Father of international law

Francisco de Vitoria (1486?–1546)
Relectiones theologicae tredecim partibus per varias sectiones in duos libros diuisae / Authore R.P.F. Francisco a Victoria Ordinis Praedicatorum S.S. theologiae Salmanticensis Academiae in primaria quondam cathedra professore eximio & incomparabili. Opus omni eruditione & pietate refertum, nouissimè iuxta Ingolstadiensem editionem castigatum & repurgatum. Relectionum seriem sequens pagella indicabit. Accessit copiosus materiarium index
Lugduni: Expensis Petri Landry, M. D. L.XXXVI (1586)
Q*.6.37(F), title page

Francisco de Vitoria studied in Burgos and Paris, before teaching in the latter university from 1516 to 1523. He rejected the arguments of leading nominalist philosophers, but defended the writings of the Dutch humanist Erasmus. After a brief period at Valladolid, Vitoria was appointed to a Theology chair at Salamanca in 1526, where he replaced the Sentences of Peter Lombard with the Summa Theologiae of Aquinas as the major textbook for study. His annual lectures to the Faculty, known as Relectiones, were opportunities to discuss major issues of contemporary affairs.

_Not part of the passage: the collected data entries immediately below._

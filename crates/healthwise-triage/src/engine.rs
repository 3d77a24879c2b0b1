//! Rule-based urgency assessor.
//!
//! `TriageEngine` compiles a `TriageTable` and implements `UrgencyAssessor`.
//!
//! Evaluation algorithm:
//!
//! 1. Reject non-finite readings (`InvalidInput`).
//! 2. Split the symptom text into normalized fragments.
//! 3. Evaluate every `high` rule. If any fires, the level is High.
//! 4. Otherwise evaluate every `medium` rule. If any fires, the level is Medium.
//! 5. Otherwise the level is Low and the stable explanation is used, followed
//!    by the note of every advisory whose trigger matches.
//!
//! Every rule that fires at the assigned level is cited in the explanation,
//! in table order, so the same input always yields the same text.

use tracing::{debug, info};

use healthwise_contracts::{
    assessment::{UrgencyAssessment, UrgencyLevel},
    error::HealthwiseResult,
    vitals::VitalSigns,
};
use healthwise_core::traits::UrgencyAssessor;

use crate::{
    keywords::{symptom_fragments, SymptomMatcher},
    rule::{fill, RuleUrgency, TriageRule, TriageTable},
};

/// A rule together with its compiled keyword matcher.
#[derive(Debug)]
struct CompiledRule {
    rule: TriageRule,
    matcher: SymptomMatcher,
}

impl CompiledRule {
    /// Return the filled explanation if the rule fires.
    fn evaluate(&self, vitals: &VitalSigns, fragments: &[String]) -> Option<String> {
        let matched = self.matcher.matched(fragments);
        let triggered = self.rule.triggers.iter().any(|t| t.matches(vitals));
        if !triggered && matched.is_empty() {
            return None;
        }

        debug!(
            rule_id = %self.rule.id,
            triggered,
            matched_symptoms = matched.len(),
            "triage rule fired"
        );
        Some(fill(&self.rule.explanation, vitals, &matched))
    }
}

/// An `UrgencyAssessor` driven by a TOML triage table.
///
/// ```rust,ignore
/// use healthwise_triage::TriageEngine;
///
/// let engine = TriageEngine::canonical()?;
/// let assessment = engine.assess(&vitals)?;
/// ```
#[derive(Debug)]
pub struct TriageEngine {
    high: Vec<CompiledRule>,
    medium: Vec<CompiledRule>,
    table: TriageTable,
}

impl TriageEngine {
    pub fn new(table: TriageTable) -> Self {
        let mut high = Vec::new();
        let mut medium = Vec::new();
        for rule in &table.rules {
            let compiled = CompiledRule {
                matcher: SymptomMatcher::new(&rule.symptoms),
                rule: rule.clone(),
            };
            match rule.urgency {
                RuleUrgency::High => high.push(compiled),
                RuleUrgency::Medium => medium.push(compiled),
            }
        }
        Self { high, medium, table }
    }

    /// Engine over the embedded canonical table.
    pub fn canonical() -> HealthwiseResult<Self> {
        Ok(Self::new(TriageTable::canonical()?))
    }

    pub fn from_toml_str(s: &str) -> HealthwiseResult<Self> {
        Ok(Self::new(TriageTable::from_toml_str(s)?))
    }

    pub fn from_file(path: &std::path::Path) -> HealthwiseResult<Self> {
        Ok(Self::new(TriageTable::from_file(path)?))
    }

    pub fn table(&self) -> &TriageTable {
        &self.table
    }

    /// Classify `vitals` without building the guidance text.
    pub fn classify(&self, vitals: &VitalSigns) -> HealthwiseResult<UrgencyLevel> {
        Ok(self.assess(vitals)?.urgency_level)
    }

    fn stable_explanation(&self, vitals: &VitalSigns) -> String {
        let stable = &self.table.stable;
        let mut parts = vec![fill(&stable.explanation, vitals, &[])];
        for advisory in &stable.advisories {
            if advisory.triggers.iter().any(|t| t.matches(vitals)) {
                debug!(advisory_id = %advisory.id, "stable advisory applies");
                parts.push(fill(&advisory.note, vitals, &[]));
            }
        }
        parts.join(" ")
    }
}

impl UrgencyAssessor for TriageEngine {
    fn assess(&self, vitals: &VitalSigns) -> HealthwiseResult<UrgencyAssessment> {
        vitals.ensure_finite()?;
        let fragments = symptom_fragments(&vitals.symptoms);

        debug!(
            heart_rate = vitals.heart_rate,
            systolic = vitals.blood_pressure_systolic,
            diastolic = vitals.blood_pressure_diastolic,
            oxygen_saturation = vitals.oxygen_saturation,
            symptom_count = fragments.len(),
            "evaluating triage table"
        );

        let tiers = [(UrgencyLevel::High, &self.high), (UrgencyLevel::Medium, &self.medium)];
        for (level, rules) in tiers {
            let reasons: Vec<String> = rules
                .iter()
                .filter_map(|rule| rule.evaluate(vitals, &fragments))
                .collect();
            if !reasons.is_empty() {
                info!(urgency = %level, fired = reasons.len(), "urgency assessed");
                return Ok(UrgencyAssessment {
                    urgency_level: level,
                    explanation: reasons.join(" "),
                    next_steps: level.next_steps(),
                });
            }
        }

        info!(urgency = %UrgencyLevel::Low, "urgency assessed");
        Ok(UrgencyAssessment {
            urgency_level: UrgencyLevel::Low,
            explanation: self.stable_explanation(vitals),
            next_steps: UrgencyLevel::Low.next_steps(),
        })
    }
}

In 1539 Vitoria delivered two relectionesOn the American Indians (De Indis) and On the law of war (De iure belli). The first lecture argued that the indigenous people of the Americas had natural rights to self-governance and the ownership of goods and land, including sovereign territory. Vitoria rejected the principal ground upon which the Spanish expeditions in the New World had so far been justified: the Pope’s 1493 grant of jurisdiction in the New World to the Spanish crown. Spaniards might fight only if their rights were disregarded by the Indians. The second treatise set strict limits to lawful warfare, when war might be declared, and how war was to be waged. Vitoria was one of four theologians who approved in 1542 a treatise by the Franciscan theologian at Salamanca, Alfonso de Castro, On whether the indigenous people of the New World should be educated in sacred theology and the liberal arts. Castro argued in favour of the Indians being given this higher education. In the meantime, another major Dominican theologian, Thomas de Vio, better known as Cajetan, had published in 1540 his Commentary on the Summa Theologiae of Aquinas. He, too, taught that neither king nor Pope could wage war on unbelievers for the sake of seizing land or property, nor for their disbelief in the Gospel.

The 1586 edition of Vitoria’s Relectiones contains thirteen such lectures delivered by Vitoria at Salamanca. He gave only two others (his first and last) which are now lost. Each lecture amounted to a concise treatise on a matter of public interest. Six of the thirteen tackled central issues concerning the exercise of power and the nature of lawful authority, such as On civil power (De potestate civili) in 1528.